Feature flagging may be the most overlooked maturity accelerator
The report identifies feature flagging as the most important bridge between mainstream and advanced cloud-native practices. Organisations using feature flagging show stronger adoption links with observability tools, event-driven architectures, immutable infrastructure, chaos engineering, and multicluster management.
Researchers describe feature flagging as a gateway capability because it allows teams to separate deployment from release and experiment with changes in a controlled manner.
AI workloads are creating a different cloud-native maturity curve
The report also separates AI developers from general backend developers and finds notable differences.
For AI teams, cloud-native maturity follows a different path.
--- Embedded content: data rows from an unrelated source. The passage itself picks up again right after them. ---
//! Form field widgets
//!
//! Each field is a bordered box: the label (with `*` for required fields)
//! sits in the top border and the current value on the line below it.

use ratatui::{
    style::{Modifier, Style},
    text::{Line, Span},
    widgets::{Block, Borders, Paragraph},
};

use super::{accent, inactive, text, text_dim};
use crate::form::{DeckAction, FieldId, NumberInput};

/// Height of one field box
pub const FIELD_HEIGHT: u16 = 3;

fn field_block(field: FieldId, focused: bool) -> Block<'static> {
    let (border, title) = if focused {
        (accent(), Style::default().fg(accent()).add_modifier(Modifier::BOLD))
    } else {
        (inactive(), Style::default().fg(text_dim()))
    };

    Block::default()
        .title(Span::styled(format!(" {} * ", field.label()), title))
        .borders(Borders::ALL)
        .border_style(Style::default().fg(border))
}

/// Numeric input showing its digits and a cursor while focused
pub fn number_field(field: FieldId, input: &NumberInput, focused: bool) -> Paragraph<'static> {
    let mut spans = vec![Span::styled(input.text().to_string(), Style::default().fg(text()))];
    if focused {
        spans.push(Span::styled("_", Style::default().fg(accent())));
    }
    Paragraph::new(Line::from(spans)).block(field_block(field, focused))
}

/// Single-choice selector showing the selected option's label
pub fn select_field(action: DeckAction, focused: bool, open: bool) -> Paragraph<'static> {
    let arrow = if open { " ▴" } else { " ▾" };
    let line = Line::from(vec![
        Span::styled(action.label(), Style::default().fg(text())),
        Span::styled(arrow, Style::default().fg(if focused { accent() } else { text_dim() })),
    ]);
    Paragraph::new(line).block(field_block(FieldId::DeckAction, focused))
}
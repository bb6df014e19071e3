// src/utils/http.rs

//! HTTP client utilities.

use std::time::Duration;

use reqwest::header::{ACCEPT, ACCEPT_LANGUAGE, HeaderMap, HeaderValue, REFERER};

use crate::error::{AppError, Result};
use crate::models::{FetcherConfig, NotifierConfig};

const ACCEPT_HTML: &str = "text/html,application/xhtml+xml,application/xml;q=0.9,image/webp,*/*;q=0.8";

fn header(value: &str) -> Result<HeaderValue> {
    HeaderValue::from_str(value).map_err(|e| AppError::config(format!("invalid header '{value}': {e}")))
}

/// Create the client used against the schedule site.
pub fn create_async_client(config: &FetcherConfig) -> Result<reqwest::Client> {
    let mut headers = HeaderMap::new();
    headers.insert(ACCEPT, HeaderValue::from_static(ACCEPT_HTML));
    headers.insert(ACCEPT_LANGUAGE, header(&config.accept_language)?);
    headers.insert(REFERER, header(&config.referer)?);

    let client = reqwest::Client::builder()
        .user_agent(&config.user_agent)
        .default_headers(headers)
        .timeout(Duration::from_secs(config.timeout_secs))
        .build()?;
    Ok(client)
}

/// Create the client used for webhook delivery.
pub fn create_webhook_client(config: &NotifierConfig) -> Result<reqwest::Client> {
    let client = reqwest::Client::builder()
        .timeout(Duration::from_secs(config.timeout_secs))
        .build()?;
    Ok(client)
}
// src/error.rs

//! Unified error handling for the schedule watcher.

use std::fmt;

use thiserror::Error;

/// Result type alias for watcher operations.
pub type Result<T> = std::result::Result<T, AppError>;

/// Unified application error type.
#[derive(Error, Debug)]
pub enum AppError {
    /// Upstream schedule could not be reached
    #[error("Fetch error for {context}: {message}")]
    Fetch { context: String, message: String },

    /// Upstream response was malformed or empty
    #[error("Parse error for {context}: {message}")]
    Parse { context: String, message: String },

    /// Webhook delivery failed
    #[error("Dispatch error: {0}")]
    Dispatch(String),

    /// Snapshot persistence failed
    #[error("Store error: {0}")]
    Store(String),

    /// I/O operation failed
    #[error("I/O error: {0}")]
    Io(#[from] std::io::Error),

    /// HTTP client could not be built or used
    #[error("HTTP error: {0}")]
    Http(#[from] reqwest::Error),

    /// JSON serialization/deserialization failed
    #[error("JSON error: {0}")]
    Json(#[from] serde_json::Error),

    /// TOML parsing failed
    #[error("TOML parse error: {0}")]
    Toml(#[from] toml::de::Error),

    /// URL parsing failed
    #[error("URL parse error: {0}")]
    Url(#[from] url::ParseError),

    /// Configuration error
    #[error("Configuration error: {0}")]
    Config(String),

    /// Data validation error
    #[error("Validation error: {0}")]
    Validation(String),
}

impl AppError {
    /// Create a fetch error with context.
    pub fn fetch(context: impl Into<String>, message: impl fmt::Display) -> Self {
        Self::Fetch {
            context: context.into(),
            message: message.to_string(),
        }
    }

    /// Create a parse error with context.
    pub fn parse(context: impl Into<String>, message: impl fmt::Display) -> Self {
        Self::Parse {
            context: context.into(),
            message: message.to_string(),
        }
    }

    /// Create a dispatch error.
    pub fn dispatch(message: impl fmt::Display) -> Self {
        Self::Dispatch(message.to_string())
    }

    /// Create a store error.
    pub fn store(message: impl fmt::Display) -> Self {
        Self::Store(message.to_string())
    }

    /// Create a configuration error.
    pub fn config(message: impl Into<String>) -> Self {
        Self::Config(message.into())
    }

    /// Create a validation error.
    pub fn validation(message: impl Into<String>) -> Self {
        Self::Validation(message.into())
    }

    /// Whether this error aborts a running cycle.
    ///
    /// Only dispatch failures are absorbed by the cycle. A date that fails to
    /// parse never reaches the cycle as an error; collection counts it as an
    /// empty day. A `Parse` error here means the whole window was unreadable,
    /// and like everything else it leaves the previous baseline in place.
    pub fn is_fatal(&self) -> bool {
        !matches!(self, Self::Dispatch(_))
    }
}
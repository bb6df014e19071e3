// src/pipeline/cycle.rs

//! Per-key check and listing cycles.
//!
//! A cycle holds the key lock for its whole run, loads the baseline, fetches
//! the window, notifies if there is something to say and saves the fetched
//! snapshot as the new baseline. Nothing is saved unless the fetch succeeded.

use std::fmt;
use std::time::Duration;

use serde::Serialize;

use crate::error::Result;
use crate::models::{DateRange, Direction};
use crate::services::{Notifier, ScheduleSource};
use crate::storage::{CacheKey, SnapshotStore};
use crate::utils::log;

use super::classify::{NotificationPayload, PayloadKind, classify, full_listing};
use super::collect::fetch_snapshot;
use super::diff::diff;

/// Whether a key had a baseline when the cycle started.
#[derive(Debug, Clone, Copy, PartialEq, Eq, Serialize)]
#[serde(rename_all = "lowercase")]
pub enum KeyState {
    Unseen,
    Baselined,
    /// The stored entry could not be read; the listing path overwrites it
    Unreadable,
}

impl fmt::Display for KeyState {
    fn fmt(&self, f: &mut fmt::Formatter<'_>) -> fmt::Result {
        match self {
            KeyState::Unseen => write!(f, "unseen"),
            KeyState::Baselined => write!(f, "baselined"),
            KeyState::Unreadable => write!(f, "unreadable"),
        }
    }
}

/// What one cycle did.
#[derive(Debug, Clone, PartialEq, Eq, Serialize)]
pub struct CycleReport {
    pub key: CacheKey,
    pub kind: PayloadKind,
    pub state_before: KeyState,
    /// Records in the fetched snapshot
    pub record_count: usize,
    pub added: usize,
    pub changed: usize,
    /// Removals seen by the diff; never notified
    pub removed: usize,
    /// Entries handed to the notifier
    pub notified: usize,
    pub dispatch_error: Option<String>,
}

impl CycleReport {
    fn new(key: CacheKey, kind: PayloadKind, state_before: KeyState, record_count: usize) -> Self {
        Self {
            key,
            kind,
            state_before,
            record_count,
            added: 0,
            changed: 0,
            removed: 0,
            notified: 0,
            dispatch_error: None,
        }
    }

    fn log_summary(&self) {
        log::summary(
            &format!("{} ({})", self.key, self.state_before),
            &[
                ("Records", self.record_count.to_string()),
                ("Added", self.added.to_string()),
                ("Changed", self.changed.to_string()),
                ("Removed", self.removed.to_string()),
                ("Notified", self.notified.to_string()),
            ],
        );
    }
}

/// Collaborators and parameters shared by every cycle of one run.
pub struct CycleContext<'a> {
    pub source: &'a dyn ScheduleSource,
    pub store: &'a dyn SnapshotStore,
    pub notifier: &'a dyn Notifier,
    pub airport: String,
    pub range: DateRange,
    pub request_delay: Duration,
}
Instead of progressing directly toward infrastructure sophistication, AI teams first focus on data pipelines, reproducibility, experimentation, and model operations.
Among AI developers, remote procedure calls (RPCs) emerge as a critical technology because of their role in model inference and distributed AI workloads. The report identifies a particularly strong association between RPCs and feature flagging, with a lift score of 2.07.
The research also suggests that feature flagging and immutable infrastructure have become prerequisite capabilities for production AI environments.
For CIOs pursuing enterprise AI strategies, this finding is important. Scaling AI may depend as much on cloud-native operational maturity as on access to models or compute resources.